Good advice (even though I differ tremendously in faith’s application and life choices from the quote’s source). It is always good to see things from that perspective of failing and keeping going through life’s difficulties. Sonny will be stronger because of it even if he doesn’t remember these times when he grows up. My early life’s difficulties made a big impact on me in very good ways now. 🙂
Monica
So much truth in that. Thanks for sharing Layla. Through the last 12 years I have seen that so much growth and perspective can come about from the biggest hardships. In the midst of it, it can be impossible to see, but looking back it can become clear. And these things that have been learned through tough experiences could not have been learned any other way. In the end the insight gained is so valuable.
I pray you have a good day today! 🙂
Annette
This is a similar sentiment and I love it. http://www.doorway-to-self-esteem.com/autobiography-in-five-short-chapters.html
Good wishes to all of you.
Sandy
I believe that we heal in layers like an onion. Each time we come back to the same issue it goes a little deeper until eventually we are healed to the core. Sometimes it feels like, “I thought I already dealt with this?!” But it’s just that deeper layer of the same issue being peeled away. I don’t feel frustrated with myself anymore when dealing, again, with the same thing over and over. I just become thankful that God loves me enough to be patient and gentle, yet persistent enough to not leave me in my injured state but to go deep with me and heal to the core.
Casie
Thank you, Layla! I needed this today!! I have been thinking of trauma lot this week (I battle a very difficult mental illness) and what it would be like if one of my kiddos inherited my mental illness. The thought of a child handling trauma seems so daunting, as from their perspective it would be difficult for a child (who does not yet have a lifetime of maturing under their belt) to know how to process what they are going through. Wht a GIFT you guys are to Sonny!! Thankful for a God who can give us each strength when we (or those close to us) go through deeply hard experiences. Today, God gave me strength from this quote you posted ?.
Beth Moore
I can’t even tell you how timely and encouraging this is, Layla! Thanks for sharing ❤
ROsie
Thanks Layla for your wisdom.
I read that grief is really love which has no place to go and just hangs there choking you up in the back of your throat and stinging your eyes.

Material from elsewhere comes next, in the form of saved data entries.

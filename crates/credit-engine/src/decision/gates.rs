use rust_decimal::Decimal;
use rust_decimal_macros::dec;

use super::config::GatePolicy;
use super::domain::{ApplicantProfile, BureauSnapshot, GateFinding, GateRule, GateSeverity};
use super::factors::FactorSignals;

/// Debt ratio above this level earns an advisory note even on approvals.
const ADVISORY_DEBT_RATIO_PERCENT: Decimal = dec!(35);

/// Evaluate the deal-breaker rules in policy order, ahead of any score
/// threshold. Every firing rule is collected; a non-empty result forces
/// rejection regardless of score.
pub(crate) fn run_gates(
    profile: &ApplicantProfile,
    bureau: &BureauSnapshot,
    signals: &FactorSignals,
    policy: &GatePolicy,
) -> Vec<GateFinding> {
    let mut findings = Vec::new();

    if bureau.blacklisted {
        findings.push(GateFinding {
            rule: GateRule::Blacklisted,
            severity: GateSeverity::Critical,
            reason: "applicant is blacklisted by the credit bureau".to_string(),
            remediation: None,
        });
    }

    if profile.employment_tenure_months < policy.minimum_tenure_months {
        findings.push(GateFinding {
            rule: GateRule::InsufficientTenure,
            severity: GateSeverity::Standard,
            reason: format!(
                "insufficient employment tenure ({} months, minimum {})",
                profile.employment_tenure_months, policy.minimum_tenure_months
            ),
            remediation: Some(format!(
                "reapply after {} months of continuous employment",
                policy.minimum_tenure_months
            )),
        });
    }

    if let Some(ratio) = signals.debt_ratio_percent {
        if ratio > policy.max_debt_ratio_percent {
            findings.push(GateFinding {
                rule: GateRule::ExcessiveDebtRatio,
                severity: GateSeverity::Standard,
                reason: format!(
                    "debt ratio {ratio}% exceeds policy limit {}%",
                    policy.max_debt_ratio_percent
                ),
                remediation: Some(format!(
                    "reduce monthly obligations below {}% of income",
                    policy.max_debt_ratio_percent
                )),
            });
        }
    }

    let stressed_capacity = signals.monthly_capacity * policy.installment_stress_multiplier;
    if signals.estimated_installment > stressed_capacity {
        findings.push(GateFinding {
            rule: GateRule::UnaffordableInstallment,
            severity: GateSeverity::Standard,
            reason: format!(
                "estimated installment {} exceeds stressed capacity {stressed_capacity}",
                signals.estimated_installment
            ),
            remediation: Some("request a smaller amount or a longer term".to_string()),
        });
    }

    if bureau.active_credit_lines > policy.max_active_credit_lines {
        findings.push(GateFinding {
            rule: GateRule::ExcessiveActiveCredit,
            severity: GateSeverity::Standard,
            reason: format!(
                "excessive active obligations ({} open lines, maximum {})",
                bureau.active_credit_lines, policy.max_active_credit_lines
            ),
            remediation: Some("settle existing credit lines before reapplying".to_string()),
        });
    }

    findings
}

/// Non-blocking observations surfaced in the rationale even on approvals.
pub(crate) fn advisories(
    signals: &FactorSignals,
    bureau: &BureauSnapshot,
    policy: &GatePolicy,
) -> Vec<String> {
    let mut notes = Vec::new();

    if let Some(ratio) = signals.debt_ratio_percent {
        if ratio > ADVISORY_DEBT_RATIO_PERCENT && ratio <= policy.max_debt_ratio_percent {
            notes.push(format!("elevated debt ratio {ratio}%"));
        }
    }
    if bureau.recent_delinquency {
        notes.push("recent delinquency on the bureau file".to_string());
    }

    notes
}
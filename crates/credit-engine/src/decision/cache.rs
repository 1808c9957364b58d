use std::collections::HashMap;
use std::sync::Mutex;
use std::time::{Duration, Instant};

use super::domain::{DocumentId, EvaluationRecord};

/// Per-applicant slot holding the most recent evaluation record. Strictly a
/// read optimization: entries never outlive their TTL and a miss is always
/// satisfiable from the repository.
#[derive(Debug)]
pub struct LatestResultCache {
    ttl: Duration,
    entries: Mutex<HashMap<DocumentId, CacheEntry>>,
}

#[derive(Debug, Clone)]
struct CacheEntry {
    record: EvaluationRecord,
    completed_at: Instant,
    expires_at: Instant,
}

impl LatestResultCache {
    pub fn new(ttl: Duration) -> Self {
        Self {
            ttl,
            entries: Mutex::new(HashMap::new()),
        }
    }

    /// Complete, unexpired record or a miss; stale entries are evicted on
    /// the way out.
    pub fn get(&self, document: &DocumentId) -> Option<EvaluationRecord> {
        let mut entries = self.entries.lock().expect("cache mutex poisoned");
        match entries.get(document) {
            Some(entry) if entry.expires_at > Instant::now() => Some(entry.record.clone()),
            Some(_) => {
                entries.remove(document);
                None
            }
            None => None,
        }
    }

    /// Last-writer-wins keyed by completion time: an older evaluation that
    /// finished late never overwrites a fresher record.
    pub fn store(&self, record: EvaluationRecord, completed_at: Instant) {
        let mut entries = self.entries.lock().expect("cache mutex poisoned");
        if let Some(existing) = entries.get(&record.document_id) {
            if existing.completed_at > completed_at {
                return;
            }
        }
        let document = record.document_id.clone();
        entries.insert(
            document,
            CacheEntry {
                record,
                completed_at,
                expires_at: completed_at + self.ttl,
            },
        );
    }
}
use std::sync::atomic::AtomicBool;
use std::sync::{Arc, Mutex};

use metrics_exporter_prometheus::PrometheusHandle;
use rust_decimal_macros::dec;

use credit_engine::decision::{
    ApplicantProfile, BureauSnapshot, DocumentId, EvaluationId, EvaluationRecord,
    EvaluationRepository, LoanRequest, RepositoryError, StaticBureau, StrategyKind,
};

#[derive(Clone)]
pub(crate) struct AppState {
    pub(crate) readiness: Arc<AtomicBool>,
    pub(crate) metrics: Arc<PrometheusHandle>,
}

/// Append-only in-memory ledger. Stands in for the durable store until the
/// persistence backend is wired up.
#[derive(Default, Clone)]
pub(crate) struct InMemoryEvaluationRepository {
    records: Arc<Mutex<Vec<EvaluationRecord>>>,
}

impl EvaluationRepository for InMemoryEvaluationRepository {
    fn save(&self, record: EvaluationRecord) -> Result<EvaluationId, RepositoryError> {
        let id = record.evaluation_id.clone();
        self.records
            .lock()
            .expect("repository mutex poisoned")
            .push(record);
        Ok(id)
    }

    fn find_latest(
        &self,
        document: &DocumentId,
    ) -> Result<Option<EvaluationRecord>, RepositoryError> {
        let guard = self.records.lock().expect("repository mutex poisoned");
        Ok(guard
            .iter()
            .rev()
            .find(|record| &record.document_id == document)
            .cloned())
    }

    fn history(&self, document: &DocumentId) -> Result<Vec<EvaluationRecord>, RepositoryError> {
        let guard = self.records.lock().expect("repository mutex poisoned");
        Ok(guard
            .iter()
            .filter(|record| &record.document_id == document)
            .cloned()
            .collect())
    }
}

/// Canned bureau files backing the server and the CLI demo. Any document not
/// listed here resolves to a clean record.
pub(crate) fn demo_bureau() -> StaticBureau {
    StaticBureau::default()
        .with_snapshot(
            DocumentId("12345678901".to_string()),
            BureauSnapshot {
                blacklisted: false,
                historical_score: Some(780),
                active_credit_lines: 2,
                recent_delinquency: false,
            },
        )
        .with_snapshot(
            DocumentId("98765432109".to_string()),
            BureauSnapshot {
                blacklisted: false,
                historical_score: Some(560),
                active_credit_lines: 4,
                recent_delinquency: true,
            },
        )
        .with_snapshot(
            DocumentId("55544433322".to_string()),
            BureauSnapshot {
                blacklisted: true,
                historical_score: Some(430),
                active_credit_lines: 6,
                recent_delinquency: true,
            },
        )
}

pub(crate) fn sample_applicants() -> Vec<(ApplicantProfile, LoanRequest)> {
    vec![
        (
            ApplicantProfile {
                document_id: DocumentId("12345678901".to_string()),
                full_name: "Helena Prado".to_string(),
                email: "helena.prado@example.com".to_string(),
                age_years: 38,
                monthly_income: dec!(2500000),
                monthly_debt: dec!(300000),
                employment_tenure_months: 48,
                employment_sector: Some("technology".to_string()),
            },
            LoanRequest {
                amount: dec!(5000000),
                term_months: 36,
                strategy: None,
            },
        ),
        (
            ApplicantProfile {
                document_id: DocumentId("98765432109".to_string()),
                full_name: "Ruben Costa".to_string(),
                email: "ruben.costa@example.com".to_string(),
                age_years: 27,
                monthly_income: dec!(600000),
                monthly_debt: dec!(390000),
                employment_tenure_months: 14,
                employment_sector: Some("hospitality".to_string()),
            },
            LoanRequest {
                amount: dec!(8000000),
                term_months: 48,
                strategy: None,
            },
        ),
        (
            ApplicantProfile {
                document_id: DocumentId("55544433322".to_string()),
                full_name: "Otavio Braga".to_string(),
                email: "otavio.braga@example.com".to_string(),
                age_years: 45,
                monthly_income: dec!(1800000),
                monthly_debt: dec!(200000),
                employment_tenure_months: 90,
                employment_sector: Some("finance".to_string()),
            },
            LoanRequest {
                amount: dec!(4000000),
                term_months: 24,
                strategy: None,
            },
        ),
    ]
}

pub(crate) fn parse_strategy(raw: &str) -> Result<StrategyKind, String> {
    match raw.trim().to_ascii_lowercase().as_str() {
        "conservative" => Ok(StrategyKind::Conservative),
        "balanced" => Ok(StrategyKind::Balanced),
        "aggressive" => Ok(StrategyKind::Aggressive),
        other => Err(format!(
            "unknown strategy '{other}' (expected conservative, balanced, or aggressive)"
        )),
    }
}
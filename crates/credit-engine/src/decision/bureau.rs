use std::collections::{BTreeMap, HashSet};
use std::future::Future;
use std::sync::Mutex;
use std::time::Duration;

use super::domain::{BureauSnapshot, DocumentId};

/// Failures surfaced by a bureau lookup. Unknown documents are reported as
/// `NotFound` only by gateways whose contract distinguishes "no file" from
/// "clean record"; the orchestrator treats both as clean.
#[derive(Debug, Clone, PartialEq, Eq, thiserror::Error)]
pub enum BureauError {
    #[error("credit bureau unavailable: {0}")]
    ServiceUnavailable(String),
    #[error("document {0} has no bureau file")]
    NotFound(String),
}

/// Seam over the external credit bureau. An implementation must resolve all
/// four indicators (blacklist, history, active lines, delinquency) before
/// returning; partial bureau data is not an acceptable scoring input.
pub trait BureauGateway: Send + Sync {
    fn lookup(
        &self,
        document: &DocumentId,
    ) -> impl Future<Output = Result<BureauSnapshot, BureauError>> + Send;
}

/// Deterministic zero-latency gateway for tests and demos: canned snapshots
/// keyed by document, clean record for everything else.
#[derive(Debug, Clone, Default)]
pub struct StaticBureau {
    snapshots: BTreeMap<DocumentId, BureauSnapshot>,
    offline: bool,
}

impl StaticBureau {
    pub fn with_snapshot(mut self, document: DocumentId, snapshot: BureauSnapshot) -> Self {
        self.snapshots.insert(document, snapshot);
        self
    }

    /// Gateway that fails every lookup, for outage scenarios.
    pub fn unreachable() -> Self {
        Self {
            snapshots: BTreeMap::new(),
            offline: true,
        }
    }
}

impl BureauGateway for StaticBureau {
    fn lookup(
        &self,
        document: &DocumentId,
    ) -> impl Future<Output = Result<BureauSnapshot, BureauError>> + Send {
        let result = if self.offline {
            Err(BureauError::ServiceUnavailable(
                "bureau endpoint offline".to_string(),
            ))
        } else {
            Ok(self
                .snapshots
                .get(document)
                .cloned()
                .unwrap_or_else(BureauSnapshot::clean))
        };
        async move { result }
    }
}

/// Production-shaped gateway: per-read latency, the four logically
/// independent bureau reads fanned out concurrently, and at most one retry
/// on transient failure. A definitive response, including a blacklist hit,
/// is never re-queried.
#[derive(Debug, Default)]
pub struct SimulatedBureau {
    latency: Duration,
    files: BTreeMap<String, BureauSnapshot>,
    glitches: Mutex<HashSet<String>>,
}

impl SimulatedBureau {
    pub fn new(latency: Duration) -> Self {
        Self {
            latency,
            files: BTreeMap::new(),
            glitches: Mutex::new(HashSet::new()),
        }
    }

    pub fn with_file(mut self, document: DocumentId, snapshot: BureauSnapshot) -> Self {
        self.files.insert(document.0, snapshot);
        self
    }

    /// Mark a document whose next lookup fails transiently once.
    pub fn with_glitch(self, document: DocumentId) -> Self {
        self.glitches
            .lock()
            .expect("glitch mutex poisoned")
            .insert(document.0);
        self
    }

    fn take_glitch(&self, document: &str) -> bool {
        self.glitches
            .lock()
            .expect("glitch mutex poisoned")
            .remove(document)
    }

    async fn blacklist_flag(&self, document: &str) -> bool {
        tokio::time::sleep(self.latency).await;
        self.files
            .get(document)
            .map(|file| file.blacklisted)
            .unwrap_or(false)
    }

    async fn historical_score(&self, document: &str) -> Option<u16> {
        tokio::time::sleep(self.latency).await;
        self.files.get(document).and_then(|file| file.historical_score)
    }

    async fn active_credit_lines(&self, document: &str) -> u8 {
        tokio::time::sleep(self.latency).await;
        self.files
            .get(document)
            .map(|file| file.active_credit_lines)
            .unwrap_or(0)
    }

    async fn recent_delinquency(&self, document: &str) -> bool {
        tokio::time::sleep(self.latency).await;
        self.files
            .get(document)
            .map(|file| file.recent_delinquency)
            .unwrap_or(false)
    }

    async fn fetch_once(&self, document: &str) -> Result<BureauSnapshot, BureauError> {
        if self.take_glitch(document) {
            return Err(BureauError::ServiceUnavailable(
                "transient bureau fault".to_string(),
            ));
        }

        // Independent reads; issue them together, wait for all four.
        let (blacklisted, historical_score, active_credit_lines, recent_delinquency) = tokio::join!(
            self.blacklist_flag(document),
            self.historical_score(document),
            self.active_credit_lines(document),
            self.recent_delinquency(document),
        );

        Ok(BureauSnapshot {
            blacklisted,
            historical_score,
            active_credit_lines,
            recent_delinquency,
        })
    }
}

impl BureauGateway for SimulatedBureau {
    fn lookup(
        &self,
        document: &DocumentId,
    ) -> impl Future<Output = Result<BureauSnapshot, BureauError>> + Send {
        async move {
            match self.fetch_once(&document.0).await {
                Ok(snapshot) => Ok(snapshot),
                Err(BureauError::ServiceUnavailable(_)) => self.fetch_once(&document.0).await,
                Err(other) => Err(other),
            }
        }
    }
}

I hope u don’t mind me sharing bc I never say this to anyone really. It is 11 years since my son had his first Christmas at 3 mths old, and then at 4 months in Jan he was diagnosed with a brain malformation. He is 11 now and has never known the joy of Christmas as we had dreamt he would has never recognised us as parents and never even smiled due to the severity of his epilepsy and profound disabilities. Most of the time though we are happy and know love more than we imagined we could but each Dec and Jan the air in my heart gets sucked back like a tsunami and I wait for the waves of grief to hit me. Sometimes they are huge and threaten to drown me and at other times they gently wash over me and my tears preparing me for a fresh year of loving and caring for him and hope for better days for him.